2008 Imaginaire & Inconscient Autre regard

Extrait de Discours sur la première décade de Tite-Live.

Machiavel
Tous les écrivains qui se sont occupés de politique (et l’histoire est remplie d’exemples qui les appuient) s’accordent à dire que quiconque veut fonder un État et lui donner des lois doit supposer d’avance les hommes méchants, et toujours prêts à montrer leur méchanceté toutes les fois qu’ils en trouveront l’occasion. Si ce penchant demeure caché pour un temps, il faut l’attribuer à quelque raison qu’on ne connaît point, et croire qu’il n’a pas eu l’occasion de se montrer ; mais le temps qui, comme on dit, est le père de toute vérité, le met ensuite au grand jour.

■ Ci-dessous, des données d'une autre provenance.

impl Database {
    pub fn create_project(&self, input: CreateProjectInput) -> Result<Project> {
        let mut conn = self.conn();
        let tx = conn.transaction()?;

        let now = Utc::now();
        let project = Project {
            id: Uuid::new_v4(),
            title: input.title,
            description: input.description,
            is_active: true,
            manager_id: input.manager_id,
            created_at: now,
            updated_at: now,
        };
        tx.execute(
            "INSERT INTO projects (id, title, description, is_active, manager_id, created_at, updated_at)
             VALUES (?1, ?2, ?3, ?4, ?5, ?6, ?7)",
            params![
                project.id.to_string(),
                project.title,
                project.description,
                project.is_active,
                project.manager_id.map(|u| u.to_string()),
                now.to_rfc3339(),
                now.to_rfc3339(),
            ],
        )?;
        replace_personnel(&tx, project.id, &input.personnel)?;
        tx.commit()?;
        Ok(project)
    }

    pub fn get_project(&self, id: Uuid) -> Result<Option<Project>> {
        let raw = self
            .conn()
            .query_row(
                &format!("SELECT {PROJECT_COLS} FROM projects WHERE id = ?1"),
                [id.to_string()],
                read_project_row,
            )
            .optional()?;
        raw.map(project_from_row).transpose()
    }

    /// Update title, description, and the active flag. Archiving a project
    /// (is_active true -> false, or any save that leaves it inactive)
    /// force-closes all of its tickets in the same transaction. Tickets are
    /// never reopened when a project is reactivated.
    pub fn update_project(&self, id: Uuid, input: UpdateProjectInput) -> Result<Project> {
        let mut conn = self.conn();
        let tx = conn.transaction()?;

        let now = Utc::now();
        let changed = tx.execute(
            "UPDATE projects SET title = ?1, description = ?2, is_active = ?3, updated_at = ?4
             WHERE id = ?5",
            params![
                input.title,
                input.description,
                input.is_active,
                now.to_rfc3339(),
                id.to_string(),
            ],
        )?;
        if changed == 0 {
            return Err(StoreError::NotFound("project"));
        }
        if !input.is_active {
            close_project_tickets(&tx, id, now)?;
            tracing::info!(project_id = %id, "project archived, open tickets closed");
        }

        let raw = tx.query_row(
            &format!("SELECT {PROJECT_COLS} FROM projects WHERE id = ?1"),
            [id.to_string()],
            read_project_row,
        )?;
        tx.commit()?;
        project_from_row(raw)
    }

    pub fn set_project_users(&self, id: Uuid, input: ManageProjectUsersInput) -> Result<Project> {
        let mut conn = self.conn();
        let tx = conn.transaction()?;

        let changed = tx.execute(
            "UPDATE projects SET manager_id = ?1, updated_at = ?2 WHERE id = ?3",
            params![
                input.manager_id.map(|u| u.to_string()),
                Utc::now().to_rfc3339(),
                id.to_string(),
            ],
        )?;
        if changed == 0 {
            return Err(StoreError::NotFound("project"));
        }
        replace_personnel(&tx, id, &input.personnel)?;

        let raw = tx.query_row(
            &format!("SELECT {PROJECT_COLS} FROM projects WHERE id = ?1"),
            [id.to_string()],
            read_project_row,
        )?;
        tx.commit()?;
        project_from_row(raw)
    }

    /// Cascades to the project's tickets (and through them to comments,
    /// history, and files).
    pub fn delete_project(&self, id: Uuid) -> Result<bool> {
        let changed = self
            .conn()
            .execute("DELETE FROM projects WHERE id = ?1", [id.to_string()])?;
        Ok(changed > 0)
    }

    /// Active projects visible to the requester: Administrators see all,
    /// Project Managers see the projects they manage, everyone else sees
    /// projects they are assigned to.
    pub fn list_projects_for_user(&self, user: &User) -> Result<Vec<Project>> {
        let conn = self.conn();
        let (sql, param) = match user.role {
            Role::Administrator => (
                format!("SELECT {PROJECT_COLS} FROM projects WHERE is_active = 1 ORDER BY title"),
                None,
            ),
            Role::ProjectManager => (
                format!(
                    "SELECT {PROJECT_COLS} FROM projects
                     WHERE manager_id = ?1 AND is_active = 1 ORDER BY title"
                ),
                Some(user.id.to_string()),
            ),
            Role::Developer | Role::Submitter => (
                format!(
                    "SELECT p.id, p.title, p.description, p.is_active, p.manager_id, p.created_at, p.updated_at
                     FROM projects p JOIN project_personnel pp ON pp.project_id = p.id
                     WHERE pp.user_id = ?1 AND p.is_active = 1 ORDER BY p.title"
                ),
                Some(user.id.to_string()),
            ),
        };
        let mut stmt = conn.prepare(&sql)?;
        let mut projects = Vec::new();
        match param {
            Some(p) => {
                let rows = stmt.query_map([p], read_project_row)?;
                for raw in rows {
                    projects.push(project_from_row(raw?)?);
                }
            }
            None => {
                let rows = stmt.query_map([], read_project_row)?;
                for raw in rows {
                    projects.push(project_from_row(raw?)?);
                }
            }
        }
        Ok(projects)
    }

    pub fn list_archived_projects(&self) -> Result<Vec<Project>> {
        let conn = self.conn();
        let mut stmt = conn.prepare(&format!(
            "SELECT {PROJECT_COLS} FROM projects WHERE is_active = 0 ORDER BY title"
        ))?;
        let rows = stmt.query_map([], read_project_row)?;
        let mut projects = Vec::new();
        for raw in rows {
            projects.push(project_from_row(raw?)?);
        }
        Ok(projects)
    }

    pub fn list_project_personnel(&self, project_id: Uuid) -> Result<Vec<User>> {
        let conn = self.conn();
        let mut stmt = conn.prepare(
            "SELECT u.id, u.username, u.email, u.role, u.is_demo, u.created_at, u.updated_at
             FROM project_personnel pp JOIN users u ON u.id = pp.user_id
             WHERE pp.project_id = ?1 ORDER BY u.username",
        )?;
        let rows = stmt.query_map([project_id.to_string()], read_user_row)?;
        let mut personnel = Vec::new();
        for raw in rows {
            personnel.push(user_from_row(raw?)?);
        }
        Ok(personnel)
    }

    pub fn is_assigned_to_project(&self, project_id: Uuid, user_id: Uuid) -> Result<bool> {
        let count: i64 = self.conn().query_row(
            "SELECT COUNT(*) FROM project_personnel WHERE project_id = ?1 AND user_id = ?2",
            params![project_id.to_string(), user_id.to_string()],
            |r| r.get(0),
        )?;
        Ok(count > 0)
    }
}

Après l’expulsion des Tarquins, la plus grande union paraissait régner entre le Sénat et le peuple. Les nobles semblaient avoir déposé tout leur orgueil et pris des manières populaires, qui les rendaient supportables même aux derniers des citoyens. Ils jouèrent ce rôle et on n’en devina pas le motif tant que vécurent les Tarquins. La noblesse, qui redoutait ceux-ci, et qui craignait également que le peuple maltraité ne se rangeât de leur parti, se comportait envers lui avec humanité. Mais quand la mort des Tarquins les eut délivrés de cette crainte, ils gardèrent d’autant moins de mesure avec le peuple qu’ils s’étaient plus longtemps contenus, et ils ne laissèrent échapper aucune occasion de le frapper. C’est une preuve de ce que nous avons avancé : que les hommes ne font le bien que forcément; mais que dès qu’ils ont le choix et la liberté de commettre le mal avec impunité, ils ne manquent de porter partout la turbulence et le désordre.

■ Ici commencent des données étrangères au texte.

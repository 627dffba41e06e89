use chrono::{DateTime, Utc};
use serde::{Deserialize, Serialize};
use uuid::Uuid;

#[derive(Debug, Clone, Serialize, Deserialize)]
pub struct Project {
    pub id: Uuid,
    pub title: String,
    pub description: String,
    pub is_active: bool,
    pub manager_id: Option<Uuid>,
    pub created_at: DateTime<Utc>,
    pub updated_at: DateTime<Utc>,
}

#[derive(Debug, Clone, Serialize, Deserialize)]
pub struct CreateProjectInput {
    pub title: String,
    pub description: String,
    pub manager_id: Option<Uuid>,
    #[serde(default)]
    pub personnel: Vec<Uuid>,
}

#[derive(Debug, Clone, Serialize, Deserialize)]
pub struct UpdateProjectInput {
    pub title: String,
    pub description: String,
    pub is_active: bool,
}

#[derive(Debug, Clone, Serialize, Deserialize)]
pub struct ManageProjectUsersInput {
    pub manager_id: Option<Uuid>,
    #[serde(default)]
    pub personnel: Vec<Uuid>,
}

#[derive(Debug, Clone, Serialize, Deserialize)]
pub struct ProjectWithPersonnel {
    #[serde(flatten)]
    pub project: Project,
    pub personnel: Vec<super::User>,
}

C’est ce qui a fait dire que la pauvreté et le soin rendent les hommes industrieux et que les lois font les gens de bien. Là où le bien vient à régner naturellement et sans la loi, on peut se passer de loi, mais dès que viennent à expirer les moeurs de l’âge d’or, la loi devient nécessaire. Ainsi les grands, après la mort des Tarquins, n’éprouvant plus cette crainte qui les retenait, il fallut chercher une nouvelle institution qui produisît sur eux le même effet que produisaient les Tarquins quand ils existaient. C’est pour cela qu’après bien des troubles, des tumultes et des périls occasionnés par les excès auxquels se portèrent les deux ordres, on en vint, pour la sûreté du dernier, à la création des tribuns, et on leur accorda tant de prérogatives, on les entoura de tant de respects, qu’ils formèrent entre le Sénat et le peuple une barrière qui s’opposa à l’insolence des premiers.